I think Ruy understates it when he says Bush is “not out of the woods on Iraq yet.” Iraq is already a fait accompli disaster–it can only get worse and more humiliating. The election will inevitably result in a Shiite-dominated government that will most likely demand an accelerated, if not immediate, US troop withdrawal. Then all the sacrifice will have been to replace Saddam with a pro-Iranian Shiite Sharia-based government that will hand over oil redevelopment contracts to Russia, France, and Germany.
And I have to take issue with Larry when he says “God help us if we convince ourselves that in order to gain support from those currently on the other side we have to be more like the other side.”
I’m not sure what he means by being “more like the other side.” I don’t expect Democrats to initiate political strategies with an Orwellian super-state as the ultimate goal. But, the fact is that the goal is to win elections.
If Karl Rove had a revelation and became a Democrat overnight, would we not rejoice that the most cunning political strategist of the age was now on our side? Face it…he’s the Mariano Rivera of politics! And the Democrats lost not because the Republicans are such fascists, but because they are better at presenting their crap as ice cream. The Democratic campaign suffered an utter failure of marketing. We all know the list of mistakes. …
But high on the list of Democratic mistakes was to think that issues matter above all else. I’m not sure Rove is as tanked up about this war as Cheney, Rumsfeld, and Wolfowitz. But he accepted it as the baggage he had to take into the campaign. He dealt with his handicaps very, very well.
Let’s remember next time that the goal is to take office, not to run a “campaign we can be proud of” as the losers always say. A winning campaign is one to be proud of.
Jeez, Larry, the election was for only a four-year term. If your apocalyptic scenario is right, then Dems will certainly be returned to power in our lifetimes–quite possibly in four years. Hopefully it won’t be, but we certainly can regain power anyway.
And if you look at the polls you’ll see not only Bush’s ratings slipping to or below pre-election levels, but you’ll see Democrats registering as equal or better than the GOP in terms of public image and party identification. That’s not what I call a “reviled” minority.

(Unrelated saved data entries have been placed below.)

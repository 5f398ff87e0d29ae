// src/models/settings.rs

use chrono::{DateTime, Utc};
use serde::{Deserialize, Serialize};
use sqlx::FromRow;
use utoipa::ToSchema;
use uuid::Uuid;
use validator::Validate;

#[derive(Debug, Clone, Default, Serialize, Deserialize, FromRow, ToSchema)]
#[serde(rename_all = "camelCase")]
pub struct OrganizationInfo {
    #[schema(example = "Community Centre")]
    pub name: Option<String>,
    pub address: Option<String>,
    pub phone: Option<String>,
    pub email: Option<String>,
    pub website: Option<String>,
    pub updated_at: Option<DateTime<Utc>>,
}

#[derive(Debug, Deserialize, Validate, ToSchema)]
#[serde(rename_all = "camelCase")]
pub struct UpdateOrganizationPayload {
    #[validate(length(min = 1, message = "Organization name is required."))]
    pub name: String,
    pub address: Option<String>,
    pub phone: Option<String>,
    #[validate(email(message = "Invalid email address."))]
    pub email: Option<String>,
    pub website: Option<String>,
}

/// Where members can pay; rendered into every reminder.
#[derive(Debug, Clone, Serialize, FromRow, ToSchema)]
#[serde(rename_all = "camelCase")]
pub struct PaymentMethod {
    pub id: Uuid,
    #[schema(example = "FPS")]
    pub name: String,
    pub description: Option<String>,
    #[schema(example = "FPS ID 1234567")]
    pub details: Option<String>,
    pub active: bool,
    pub created_at: Option<DateTime<Utc>>,
}

#[derive(Debug, Deserialize, Validate, ToSchema)]
#[serde(rename_all = "camelCase")]
pub struct PaymentMethodPayload {
    #[validate(length(min = 1, message = "Name is required."))]
    pub name: String,
    pub description: Option<String>,
    pub details: Option<String>,
    #[serde(default = "default_true")]
    pub active: bool,
}

fn default_true() -> bool {
    true
}

#[derive(Debug, Clone, Serialize, FromRow, ToSchema)]
#[serde(rename_all = "camelCase")]
pub struct EmailSettings {
    #[serde(skip_serializing)]
    #[schema(ignore)]
    pub api_key: Option<String>,

    #[schema(example = "dues@example.org")]
    pub from_address: Option<String>,
    pub from_name: Option<String>,

    #[schema(example = "Payment reminder")]
    pub reminder_subject: String,

    /// HTML template with `{{member_name}}`-style placeholders.
    pub reminder_template: Option<String>,

    pub automated_reminders: bool,
    pub upcoming_window_days: i32,

    pub updated_at: Option<DateTime<Utc>>,
}

impl EmailSettings {
    pub fn has_api_key(&self) -> bool {
        self.api_key.as_deref().is_some_and(|k| !k.trim().is_empty())
    }
}

impl Default for EmailSettings {
    fn default() -> Self {
        Self {
            api_key: None,
            from_address: None,
            from_name: None,
            reminder_subject: "Payment reminder".to_string(),
            reminder_template: None,
            automated_reminders: false,
            upcoming_window_days: 7,
            updated_at: None,
        }
    }
}

/// Public view; never echoes the key back.
#[derive(Debug, Serialize, ToSchema)]
#[serde(rename_all = "camelCase")]
pub struct EmailSettingsView {
    #[serde(flatten)]
    pub settings: EmailSettings,
    pub api_key_configured: bool,
}

impl From<EmailSettings> for EmailSettingsView {
    fn from(settings: EmailSettings) -> Self {
        let api_key_configured = settings.has_api_key();
        Self { settings, api_key_configured }
    }
}

#[derive(Debug, Deserialize, Validate, ToSchema)]
#[serde(rename_all = "camelCase")]
pub struct UpdateEmailSettingsPayload {
    /// Leave empty to keep the stored key.
    pub api_key: Option<String>,
    #[validate(email(message = "Invalid email address."))]
    pub from_address: Option<String>,
    pub from_name: Option<String>,
    #[validate(length(min = 1, message = "Subject is required."))]
    pub reminder_subject: String,
    #[serde(default)]
    pub automated_reminders: bool,
    #[validate(range(min = 1, max = 60, message = "Window must be between 1 and 60 days."))]
    pub upcoming_window_days: i32,
}

#[derive(Debug, Deserialize, Validate, ToSchema)]
#[serde(rename_all = "camelCase")]
pub struct EmailTemplatePayload {
    #[validate(length(min = 1, message = "Template cannot be empty."))]
    pub template: String,
}

#[derive(Debug, Deserialize, Validate, ToSchema)]
#[serde(rename_all = "camelCase")]
pub struct TestEmailPayload {
    #[validate(email(message = "Invalid email address."))]
    pub to: String,
}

I discovered your site today and have bookmarked it so I can read it regularly. I applaud your enthusiasm and your optimism about somehow being able to return the Democrats to the majority. But I think you need to get ready for a lifetime of being the loyal opposition, a reviled minority that can only succeed by cutting deals with the governing party, or by parliamentary strategies to block the worst of what the government would like to do.
The Bush administration no longer cares about their approval ratings, and rightly so: They don’t need another electoral win. They are now free to pursue their global domination and personal wealth accumulation goals without concern for public opinion. We should not be gloating that their poll numbers are slipping. We should be trying to obstruct them when we feel that they are wrong – on preemptive war, civil rights, social security, the death penalty and so on.
It has taken at least a generation for the GOP to get control of the debate, but they have worked at it relentlessly behind the scenes since the 1970’s and they now are in charge of the most powerful election-winning themes: religion, bigotry, greed and blind patriotism. It will take until these people are dead before the left can hope to explain itself in ways that the general public can embrace, and God help us if we convince ourselves that in order to gain support from those currently on the other side we have to be more like the other side.
I have to wonder when torture becomes a war crime and when do war crimes become high crimes and misdemeanors under the impeachment provisions opf the constitution.
Will the media start talking about impeachment being a correct response for enabling torture.